There are two physical reasons why the Southstone tufa grew so large.  One is that it was not as prone to erosion, even perched on a hillside, as the extremely dynamic environment on the floor of the dingle. In the dingle bed, after rain the streamflow is greatly augmented by surface water flowing from the catchment above the head of the dingles. This leads to big floods and erosion. A second reason is that the normal discharge of the spring that fed Southstone Rock must have been much higher in the past. A simple explanation is that the flow diminished because the spring became choked by calcium carbonate precipitates over a period of thousands of years. It is not quite the same, but the famous Roman aqueduct, the Pont du Gard, in southern France, likewise lost its carrying capacity for water because of precipitates in its channel.

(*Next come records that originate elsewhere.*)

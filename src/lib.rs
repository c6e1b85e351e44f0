pub mod api;
pub mod cli;
pub mod config;
pub mod error;
pub mod guard;
pub mod models;
pub mod mutations;
pub mod poller;
pub mod session;
pub mod validation;
pub mod views;

pub use api::ApiClient;
pub use config::Config;
pub use error::{ClientError, ValidationErrors};
pub use session::{Session, SessionStatus, SessionStore};
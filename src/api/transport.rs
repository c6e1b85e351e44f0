//! Request/response plumbing between the typed client and the network.
//!
//! [`Transport`] is the seam the rest of the crate talks to. [`HttpTransport`]
//! sends requests with reqwest; tests substitute scripted transports.

use std::fmt;
use std::time::Duration;

use async_trait::async_trait;
use bytes::Bytes;
use serde::de::DeserializeOwned;
use tracing::{debug, warn};

use crate::config::ApiConfig;
use crate::error::ClientError;

/// Opaque credential attached to authenticated requests.
#[derive(Clone, PartialEq, Eq)]
pub struct BearerToken(String);

impl BearerToken {
    pub fn new(token: impl Into<String>) -> Self {
        Self(token.into())
    }

    pub fn as_str(&self) -> &str {
        &self.0
    }

    /// Value of the `Authorization` header.
    pub fn header_value(&self) -> String {
        format!("Bearer {}", self.0)
    }
}

impl fmt::Debug for BearerToken {
    fn fmt(&self, f: &mut fmt::Formatter<'_>) -> fmt::Result {
        f.write_str("BearerToken(<redacted>)")
    }
}

#[derive(Debug, Clone, Copy, PartialEq, Eq, Hash)]
pub enum Method {
    Get,
    Post,
    Put,
    Delete,
}

impl Method {
    pub fn as_str(&self) -> &'static str {
        match self {
            Method::Get => "GET",
            Method::Post => "POST",
            Method::Put => "PUT",
            Method::Delete => "DELETE",
        }
    }
}

/// A backend request relative to the configured base URL.
#[derive(Debug, Clone)]
pub struct ApiRequest {
    pub method: Method,
    pub path: String,
    pub bearer: Option<BearerToken>,
    pub body: Option<serde_json::Value>,
}

impl ApiRequest {
    pub fn new(method: Method, path: impl Into<String>) -> Self {
        Self {
            method,
            path: path.into(),
            bearer: None,
            body: None,
        }
    }

    pub fn get(path: impl Into<String>) -> Self {
        Self::new(Method::Get, path)
    }

    pub fn post(path: impl Into<String>) -> Self {
        Self::new(Method::Post, path)
    }

    pub fn put(path: impl Into<String>) -> Self {
        Self::new(Method::Put, path)
    }

    pub fn delete(path: impl Into<String>) -> Self {
        Self::new(Method::Delete, path)
    }

    pub fn bearer(mut self, token: &BearerToken) -> Self {
        self.bearer = Some(token.clone());
        self
    }

    pub fn json(mut self, body: serde_json::Value) -> Self {
        self.body = Some(body);
        self
    }
}

/// Raw backend answer.
#[derive(Debug, Clone)]
pub struct ApiResponse {
    pub status: u16,
    pub body: Bytes,
}

impl ApiResponse {
    pub fn new(status: u16, body: impl Into<Bytes>) -> Self {
        Self {
            status,
            body: body.into(),
        }
    }

    pub fn is_success(&self) -> bool {
        (200..300).contains(&self.status)
    }

    /// Decode a success body, or turn a failure status into a [`ClientError`].
    pub fn into_result<T: DeserializeOwned>(self) -> Result<T, ClientError> {
        let body = self.check()?;
        serde_json::from_slice(&body).map_err(|e| ClientError::Decode(e.to_string()))
    }

    /// Succeed with the raw body, or map a failure status to a [`ClientError`].
    pub fn check(self) -> Result<Bytes, ClientError> {
        if self.is_success() {
            return Ok(self.body);
        }

        let message = error_message(&self.body);
        if self.status == 401 || self.status == 403 {
            Err(ClientError::Unauthorized {
                status: self.status,
                message,
            })
        } else {
            Err(ClientError::Backend {
                status: self.status,
                message,
            })
        }
    }
}

/// Extract the human-readable message from an error body. The backend sends
/// `{"message": ...}` or `{"error": ...}`; anything else is used verbatim.
pub fn error_message(body: &[u8]) -> String {
    if let Ok(value) = serde_json::from_slice::<serde_json::Value>(body) {
        for key in ["message", "error"] {
            if let Some(text) = value.get(key).and_then(|v| v.as_str()) {
                return text.to_string();
            }
        }
    }
    String::from_utf8_lossy(body).trim().to_string()
}

#[async_trait]
pub trait Transport: Send + Sync {
    async fn send(&self, request: ApiRequest) -> Result<ApiResponse, ClientError>;
}

/// Transport backed by a reqwest client pointed at the backend base URL.
pub struct HttpTransport {
    base_url: String,
    client: reqwest::Client,
}

impl HttpTransport {
    pub fn new(config: &ApiConfig) -> Result<Self, ClientError> {
        let client = reqwest::Client::builder()
            .timeout(Duration::from_secs(config.timeout_secs))
            .user_agent(concat!("toolshare/", env!("CARGO_PKG_VERSION")))
            .build()
            .map_err(|e| ClientError::Transport(format!("Failed to create HTTP client: {}", e)))?;

        Ok(Self {
            base_url: config.base_url.trim_end_matches('/').to_string(),
            client,
        })
    }

    pub fn base_url(&self) -> &str {
        &self.base_url
    }
}

#[async_trait]
impl Transport for HttpTransport {
    async fn send(&self, request: ApiRequest) -> Result<ApiResponse, ClientError> {
        let url = format!("{}{}", self.base_url, request.path);
        let method = match request.method {
            Method::Get => reqwest::Method::GET,
            Method::Post => reqwest::Method::POST,
            Method::Put => reqwest::Method::PUT,
            Method::Delete => reqwest::Method::DELETE,
        };

        let mut builder = self
            .client
            .request(method, &url)
            .header(reqwest::header::CONTENT_TYPE, "application/json");
        if let Some(token) = &request.bearer {
            builder = builder.header(reqwest::header::AUTHORIZATION, token.header_value());
        }
        if let Some(body) = &request.body {
            builder = builder.json(body);
        }

        let response = builder.send().await.map_err(|e| {
            warn!(method = request.method.as_str(), url = %url, error = %e, "Request failed");
            ClientError::Transport(e.to_string())
        })?;

        let status = response.status().as_u16();
        let body = response.bytes().await?;
        debug!(
            method = request.method.as_str(),
            url = %url,
            status = status,
            bytes = body.len(),
            "Backend responded"
        );

        Ok(ApiResponse { status, body })
    }
}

Southstone and Shelsley are worthy of SSSI designation because they are the most extensive tufa deposits in the UK forming on a pre-Carboniferous substrate. This substrate is siliciclastic (made of particles of silicate minerals), not limestone as would be usual. The dynamic landscape beautifully illustrates the role that a convex bed, such as a waterfall has in controlling outgassing and tufa formation. In this setting, the late Holocene tufa decline can be understood as resulting from a choking of the Southstone spring by calcareous deposits.

You can download a leaflet here about Southstone. It was written by Cheryl Jones of the Trust for the Abberley and Malvern Hills Geopark around 2005. It gives details of what can be seen as you walk around the rock and also refers to St. Andrews Church in Shelsley Walsh which is built of tufa. A thorough technical article on the nature, ecology and history of Southstone was published by Pentecost et al. in 2000 in the Transactions of the Woolhope Club and can be downloaded here. An interesting account of its reputation in 1851 by the famous local historian John Noake can be found here: The rambler in Worcestershire 1851 Southstone Rock.

Tufa block St. Andrews church Shelsley Walsh

Tufa block, St. Andrews church Shelsley Walsh. The tufa is laminated and there are many moulds of vegetation.

Click here for directions to the sites. Do wear stout footwear and bring a stick after a period rain or in winter as the approaches become slippery and there are some steep slopes.  Please do not attempt any climbing or damage the rock surfaces – it will be dangerous both for the rock and you!